Basis of accounting refers to when revenues and expenditures or expenses are recognized and reported in the financial statements, regardless of the measurement focus applied. All governmental and agency funds are accounted for using the modified accrual basis of accounting. Revenues are recognized when they become measurable and available as net current assets. Measurable means the amount of the transaction can be determined and is available, i.e., collectible within the current period or soon enough thereafter (generally sixty days) to be used to pay liabilities of the current period. Amounts which cannot be measured or are not available are not accrued as revenue in the current year.
Those revenues susceptible to accrual are sales and franchise taxes, interest revenue and some charges for services. Fines, licenses and permits revenues are not susceptible to accrual because they are generally not measurable until received. Long-term notes receivable have been offset with an entry to deferred revenue or a reservation of fund balance to reflect interest and principal, respectively, and the fact that these revenues are not currently available.

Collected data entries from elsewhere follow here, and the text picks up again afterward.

//! Normalization of raw browse request parameters into a [`UniqueQuery`]

use std::collections::HashMap;
use std::collections::hash_map::Entry;

use crate::models::UniqueQuery;

/// A request parameter as it arrived: once, or repeated.
#[derive(Debug, Clone, PartialEq, Eq)]
pub enum RawValue {
    Single(String),
    Multi(Vec<String>),
}

impl RawValue {
    /// The value that counts: the only one, or the first of a repeated key.
    pub fn first(&self) -> Option<&str> {
        match self {
            Self::Single(value) => Some(value.as_str()),
            Self::Multi(values) => values.first().map(String::as_str),
        }
    }
}

/// Raw request parameters keyed by name. A missing key is an absent parameter.
#[derive(Debug, Clone, Default)]
pub struct RawParams(HashMap<String, RawValue>);

impl RawParams {
    /// Collects decoded `key=value` pairs, keeping repeated keys in arrival order.
    pub fn from_pairs<I, K, V>(pairs: I) -> Self
    where
        I: IntoIterator<Item = (K, V)>,
        K: Into<String>,
        V: Into<String>,
    {
        let mut params = HashMap::new();

        for (key, value) in pairs {
            let value = value.into();
            match params.entry(key.into()) {
                Entry::Vacant(slot) => {
                    slot.insert(RawValue::Single(value));
                }
                Entry::Occupied(mut slot) => {
                    let existing = slot.get_mut();
                    match existing {
                        RawValue::Multi(values) => values.push(value),
                        RawValue::Single(first) => {
                            let first = std::mem::take(first);
                            *existing = RawValue::Multi(vec![first, value]);
                        }
                    }
                }
            }
        }

        Self(params)
    }

    /// First non-empty value for `key`, if any.
    fn get(&self, key: &str) -> Option<&str> {
        self.0
            .get(key)
            .and_then(RawValue::first)
            .filter(|value| !value.is_empty())
    }
}

/// Builds the canonical query. Total: every field falls back to its default
/// when the parameter is absent, empty, or an empty sequence.
///
/// `page` is not checked for being numeric.
pub fn normalize(raw: &RawParams) -> UniqueQuery {
    let defaults = UniqueQuery::default();

    let pick = |key: &str, default: String| {
        raw.get(key).map_or(default, ToString::to_string)
    };

    UniqueQuery {
        page: pick("page", defaults.page),
        search: pick("search", defaults.search),
        ordering: pick("ordering", defaults.ordering),
        league: pick("league", defaults.league),
    }
}
//! Data models for the uniques catalog API and the canonical browse query

use serde::{Deserialize, Deserializer, Serialize};

/// Canonical browse query after normalization of the raw request parameters.
///
/// Every field is a plain scalar. `page` is kept as the caller sent it and is
/// forwarded to the API untouched; see [`UniqueQuery::page_number`] for the
/// display-side conversion.
#[derive(Debug, Clone, PartialEq, Eq)]
pub struct UniqueQuery {
    pub page: String,
    pub search: String,
    pub ordering: String,
    /// Empty means the API's current league.
    pub league: String,
}

impl UniqueQuery {
    pub const DEFAULT_PAGE: &'static str = "1";
    pub const DEFAULT_ORDERING: &'static str = "name";

    /// Page as a number for the pagination controls, `None` if it is not one.
    pub fn page_number(&self) -> Option<u32> {
        self.page.trim().parse().ok()
    }
}

impl Default for UniqueQuery {
    fn default() -> Self {
        Self {
            page: Self::DEFAULT_PAGE.to_string(),
            search: String::new(),
            ordering: Self::DEFAULT_ORDERING.to_string(),
            league: String::new(),
        }
    }
}

/// One page of a list endpoint.
#[derive(Debug, Clone, Serialize, Deserialize)]
pub struct Paginated<T> {
    /// Total number of items matching the query across all pages.
    pub count: u64,
    pub next: Option<String>,
    pub previous: Option<String>,
    pub results: Vec<T>,
}

impl<T> Paginated<T> {
    pub fn has_next(&self) -> bool {
        self.next.is_some()
    }

    pub fn has_previous(&self) -> bool {
        self.previous.is_some()
    }
}

/// Base item template a unique is built on.
#[derive(Debug, Clone, Serialize, Deserialize)]
pub struct BaseItem {
    #[serde(default)]
    pub id: Option<i64>,
    pub name: String,
    pub item_class: String,
    #[serde(default)]
    pub slot: String,
    #[serde(default)]
    pub icon_url: Option<String>,
}

/// Drop statistics for uniques obtainable through ancient orb rerolls.
#[derive(Debug, Clone, Default, Serialize, Deserialize)]
pub struct AncientMeta {
    #[serde(default)]
    pub tier: Option<i64>,
    /// Probability in (0, 1].
    #[serde(default, deserialize_with = "number_or_string")]
    pub chance: Option<f64>,
    #[serde(default, deserialize_with = "number_or_string")]
    pub avg_orbs: Option<f64>,
    #[serde(default)]
    pub min_ilvl: Option<i64>,
    #[serde(default)]
    pub pool: Option<String>,
    #[serde(default)]
    pub source: Option<String>,
}

impl AncientMeta {
    /// True when at least one displayable statistic is present.
    pub fn has_stats(&self) -> bool {
        self.tier.is_some()
            || self.chance.is_some()
            || self.avg_orbs.is_some()
            || self.min_ilvl.is_some()
    }
}

/// A unique item as listed by `/api/uniques/`.
///
/// Prices and listing counts are per league and may be missing entirely;
/// they stay `None` rather than being read as zero.
#[derive(Debug, Clone, Serialize, Deserialize)]
pub struct UniqueItem {
    pub id: i64,
    pub name: String,
    #[serde(default)]
    pub required_level: Option<i64>,
    #[serde(default)]
    pub image_url: String,
    pub base_item: BaseItem,
    #[serde(default)]
    pub flavour_text: String,
    #[serde(default, deserialize_with = "decimal_text")]
    pub chaos_value: Option<String>,
    #[serde(default, deserialize_with = "decimal_text")]
    pub divine_value: Option<String>,
    #[serde(default)]
    pub listing_count: Option<i64>,
    #[serde(default)]
    pub ancient_meta: Option<AncientMeta>,
}

#[derive(Deserialize)]
#[serde(untagged)]
enum NumberOrString {
    Number(f64),
    Text(String),
}

/// Decimal fields arrive as strings from the API but plain numbers are
/// accepted too. Unparsable text is treated as missing.
fn number_or_string<'de, D>(deserializer: D) -> Result<Option<f64>, D::Error>
where
    D: Deserializer<'de>,
{
    Ok(
        Option::<NumberOrString>::deserialize(deserializer)?.and_then(|value| match value {
            NumberOrString::Number(n) => Some(n),
            NumberOrString::Text(s) => s.trim().parse().ok(),
        }),
    )
}

/// Keeps decimal prices as their textual form, stringifying bare numbers.
fn decimal_text<'de, D>(deserializer: D) -> Result<Option<String>, D::Error>
where
    D: Deserializer<'de>,
{
    Ok(
        Option::<NumberOrString>::deserialize(deserializer)?.map(|value| match value {
            NumberOrString::Number(n) => n.to_string(),
            NumberOrString::Text(s) => s,
        }),
    )
}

Expenditures are generally recognized under the modified accrual basis of accounting when the related fund liability is incurred. Exceptions to this general rule include accumulated unpaid vacation, sick pay and other employee amounts which are accrued in the general long-term obligation account group, and principal and interest on general long-term debt which is recognized when due. Financial resources usually are appropriated in other funds for transfer to a debt service fund in the period in which maturing debt principal and interest must be paid. Such amounts are therefore not current liabilities of the debt service fund, as their settlement will not require expenditure of existing fund assets.
All proprietary funds, the internal service funds, and the pension trust fund are budgeted for using the accrual basis of accounting. Their revenues are recognized when they are earned and their expenses are recognized when they are incurred. Depreciation and amortization are charged, but they are not reflected in the budget.

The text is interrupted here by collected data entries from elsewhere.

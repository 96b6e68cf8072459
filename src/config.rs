//! Environment driven process configuration
//!
//! Values come from the process environment, optionally seeded from a `.env`
//! file by `dotenvy` in `main`. Only `API_BASE_URL` is required.

use std::time::Duration;

use tracing::info;

use crate::error::ConfigError;

pub const DEFAULT_BIND_ADDR: &str = "0.0.0.0:3000";
/// Freshness window for cached API pages (30 minutes).
pub const DEFAULT_CACHE_TTL_SECS: u64 = 1800;
pub const DEFAULT_CACHE_CAPACITY: usize = 256;
pub const DEFAULT_REQUEST_TIMEOUT_SECS: u64 = 15;

#[derive(Debug, Clone)]
pub struct AppConfig {
    /// Uniques API base address, trailing slashes removed.
    pub api_base_url: String,
    pub bind_addr: String,
    /// Zero disables the response cache.
    pub cache_ttl: Duration,
    pub cache_capacity: usize,
    pub request_timeout: Duration,
}

impl AppConfig {
    /// Reads the configuration from the process environment.
    pub fn from_env() -> Result<Self, ConfigError> {
        Self::from_lookup(|key| std::env::var(key).ok())
    }

    /// Builds the configuration from an arbitrary key lookup.
    pub fn from_lookup<F>(lookup: F) -> Result<Self, ConfigError>
    where
        F: Fn(&str) -> Option<String>,
    {
        let api_base_url = normalize_base_url(lookup("API_BASE_URL").as_deref())?;

        let bind_addr = lookup("BIND_ADDR")
            .filter(|value| !value.trim().is_empty())
            .unwrap_or_else(|| DEFAULT_BIND_ADDR.to_string());

        let cache_ttl = Duration::from_secs(parse_or(
            &lookup,
            "CACHE_TTL_SECS",
            DEFAULT_CACHE_TTL_SECS,
        )?);
        let cache_capacity = parse_or(&lookup, "CACHE_CAPACITY", DEFAULT_CACHE_CAPACITY)?;
        let request_timeout = Duration::from_secs(parse_or(
            &lookup,
            "REQUEST_TIMEOUT_SECS",
            DEFAULT_REQUEST_TIMEOUT_SECS,
        )?);

        let config = Self {
            api_base_url,
            bind_addr,
            cache_ttl,
            cache_capacity,
            request_timeout,
        };

        info!(
            "Configuration loaded: api={}, bind={}, cache_ttl={}s, cache_capacity={}",
            config.api_base_url,
            config.bind_addr,
            config.cache_ttl.as_secs(),
            config.cache_capacity
        );

        Ok(config)
    }
}

/// Strips trailing slashes; a missing or blank base is a configuration error.
pub fn normalize_base_url(raw: Option<&str>) -> Result<String, ConfigError> {
    let base = raw.map(str::trim).unwrap_or_default().trim_end_matches('/');

    if base.is_empty() {
        return Err(ConfigError::MissingApiBase);
    }

    Ok(base.to_string())
}

fn parse_or<F, T>(lookup: &F, key: &'static str, default: T) -> Result<T, ConfigError>
where
    F: Fn(&str) -> Option<String>,
    T: std::str::FromStr,
    T::Err: std::fmt::Display,
{
    match lookup(key) {
        Some(value) if !value.trim().is_empty() => {
            value.trim().parse().map_err(|e: T::Err| ConfigError::Invalid {
                key,
                value: value.clone(),
                reason: e.to_string(),
            })
        }
        _ => Ok(default),
    }
}
//! Synchronous variants of every operation.
//!
//! `BlockingCaller` drives a `DatabaseCaller` on its own current-thread
//! tokio runtime. It must not be created or used from inside another tokio
//! runtime; tokio panics when `block_on` is nested.

use crate::caller::DatabaseCaller;
use crate::db::{DataReader, ExecutionGuard, Provider, SqlProvider};
use crate::error::{DbError, DbResult};
use crate::models::{
    ConnectionConfig, DataRow, DataTable, DatabaseType, QueryParam, TransactionData,
    TransactionSummary,
};
use serde::de::DeserializeOwned;
use tokio::runtime::{Builder, Handle, Runtime};

pub struct BlockingCaller<P: SqlProvider = Provider> {
    runtime: Runtime,
    caller: DatabaseCaller<P>,
}

fn build_runtime() -> DbResult<Runtime> {
    Builder::new_current_thread()
        .enable_all()
        .build()
        .map_err(|e| DbError::internal(format!("Failed to start runtime: {}", e)))
}

impl BlockingCaller<Provider> {
    /// Connect to the database named by `config`.
    pub fn connect(config: &ConnectionConfig) -> DbResult<Self> {
        Self::connect_with(config, ExecutionGuard::none())
    }

    /// Connect and apply `guard` to every later call.
    pub fn connect_with(config: &ConnectionConfig, guard: ExecutionGuard) -> DbResult<Self> {
        let runtime = build_runtime()?;
        let caller = runtime.block_on(DatabaseCaller::connect(config))?;
        Ok(Self {
            runtime,
            caller: caller.with_guard(guard),
        })
    }
}

impl<P: SqlProvider> BlockingCaller<P> {
    /// Wrap an existing provider.
    pub fn new(provider: P) -> DbResult<Self> {
        Ok(Self {
            runtime: build_runtime()?,
            caller: DatabaseCaller::new(provider),
        })
    }

    pub fn with_guard(mut self, guard: ExecutionGuard) -> Self {
        self.caller = self.caller.with_guard(guard);
        self
    }

    /// Handle to the internal runtime, e.g. to spawn a signal listener.
    ///
    /// Spawned tasks only make progress while a blocking call is running.
    pub fn handle(&self) -> Handle {
        self.runtime.handle().clone()
    }

    pub fn db_type(&self) -> DatabaseType {
        self.caller.db_type()
    }

    pub fn execute_non_query(&mut self, sql: &str, params: &[QueryParam]) -> DbResult<u64> {
        self.runtime
            .block_on(self.caller.execute_non_query(sql, params))
    }

    pub fn execute_transaction(
        &mut self,
        batch: &[TransactionData],
    ) -> DbResult<TransactionSummary> {
        self.runtime.block_on(self.caller.execute_transaction(batch))
    }

    pub fn execute_query_table(&mut self, sql: &str, params: &[QueryParam]) -> DbResult<DataTable> {
        self.runtime
            .block_on(self.caller.execute_query_table(sql, params))
    }

    pub fn execute_query_reader<'c>(
        &'c mut self,
        sql: &'c str,
        params: &'c [QueryParam],
    ) -> DbResult<BlockingReader<'c>> {
        let reader = self
            .runtime
            .block_on(self.caller.execute_query_reader(sql, params))?;
        Ok(BlockingReader {
            runtime: &self.runtime,
            reader,
        })
    }

    pub fn execute_scalar<T: DeserializeOwned>(
        &mut self,
        sql: &str,
        params: &[QueryParam],
        default: T,
    ) -> DbResult<T> {
        self.runtime
            .block_on(self.caller.execute_scalar(sql, params, default))
    }

    pub fn close(self) -> DbResult<()> {
        let Self { runtime, caller } = self;
        runtime.block_on(caller.close())
    }
}

/// Synchronous forward-only cursor.
pub struct BlockingReader<'c> {
    runtime: &'c Runtime,
    reader: DataReader<'c>,
}

impl BlockingReader<'_> {
    /// Advance to the next row; `Ok(false)` at the end of the result.
    pub fn read(&mut self) -> DbResult<bool> {
        self.runtime.block_on(self.reader.read())
    }

    pub fn row(&self) -> DbResult<&DataRow> {
        self.reader.row()
    }

    /// Read a field of the current row, returning `default` for SQL NULL.
    pub fn read_field<T: DeserializeOwned>(&self, field_name: &str, default: T) -> DbResult<T> {
        self.reader.read_field(field_name, default)
    }

    pub fn rows_read(&self) -> u64 {
        self.reader.rows_read()
    }
}

impl Iterator for BlockingReader<'_> {
    type Item = DbResult<DataRow>;

    fn next(&mut self) -> Option<Self::Item> {
        match self.read() {
            Ok(true) => Some(self.reader.take_row()),
            Ok(false) => None,
            Err(e) => Some(Err(e)),
        }
    }
}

A number of Departments have reconfigured their program structure from the prior year as a result of developing their Performance-Based Budgets. As such, prior year comparisons cannot be made in the individual program summaries. For those individual programs, a N/A (not applicable) is noted in the prior year columns.

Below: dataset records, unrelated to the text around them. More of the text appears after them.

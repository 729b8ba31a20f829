//! Timeout and cancellation for driver calls.
//!
//! Every helper runs its driver future through an `ExecutionGuard`. The
//! guard races the future against an optional deadline and an optional
//! `CancellationToken`; whichever finishes first decides the outcome.

use crate::error::{DbError, DbResult};
use std::future::Future;
use std::time::Duration;
use tokio_util::sync::CancellationToken;

#[derive(Debug, Clone, Default)]
pub struct ExecutionGuard {
    timeout: Option<Duration>,
    cancel: Option<CancellationToken>,
}

impl ExecutionGuard {
    /// A guard that never times out and cannot be cancelled.
    pub fn none() -> Self {
        Self::default()
    }

    pub fn with_timeout(mut self, timeout: Duration) -> Self {
        self.timeout = Some(timeout);
        self
    }

    pub fn with_cancellation(mut self, token: CancellationToken) -> Self {
        self.cancel = Some(token);
        self
    }

    pub fn timeout(&self) -> Option<Duration> {
        self.timeout
    }

    pub fn is_cancelled(&self) -> bool {
        self.cancel.as_ref().is_some_and(|t| t.is_cancelled())
    }

    /// Drive `fut` to completion under this guard.
    ///
    /// A token that is already cancelled fails before `fut` is polled.
    pub async fn run<T, F>(&self, operation: &str, fut: F) -> DbResult<T>
    where
        F: Future<Output = DbResult<T>>,
    {
        if self.is_cancelled() {
            return Err(DbError::cancelled(operation));
        }

        let timed = async {
            match self.timeout {
                Some(limit) => match tokio::time::timeout(limit, fut).await {
                    Ok(result) => result,
                    Err(_) => Err(DbError::timeout(operation, limit)),
                },
                None => fut.await,
            }
        };

        match &self.cancel {
            Some(token) => {
                tokio::select! {
                    biased;
                    _ = token.cancelled() => Err(DbError::cancelled(operation)),
                    result = timed => result,
                }
            }
            None => timed.await,
        }
    }
}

The material in this section is intended to assist the reader by giving an overall summary of each Department’s expenditures and personnel allocations proposed for FY 2021-22 and FY 2022-23 as compared to actual or budgeted amounts in the four preceding fiscal years. Comparisons are made at the Department level and include all funding sources.
A brief summary is given if the proposed budget contains any significant changes for the prior year that affect expenditures and personnel. Rental charges for equipment and facilities are now proportionately assigned to each Department as an expense. Also expensed to each Department are the operational costs for each Internal Service Fund. These charges are shown under the “Fixed Charges” category. The total operational and replacement expense is offset equally by revenue to the appropriate Internal Service Fund.
Operations for the Internal Service Funds are shown in the appropriate Departmental Summary. The Information Technology Replacement Fund, shown in the Information Technology Department, includes computers and peripherals, telecommunications and other office equipment. The Building Maintenance and Fleet Replacement Funds are included with the Public Works Department. The Workers’ Compensation, Risk Management and Post Retirement Healthcare Benefits Funds are considered non-departmental and are not included in any departments’ totals.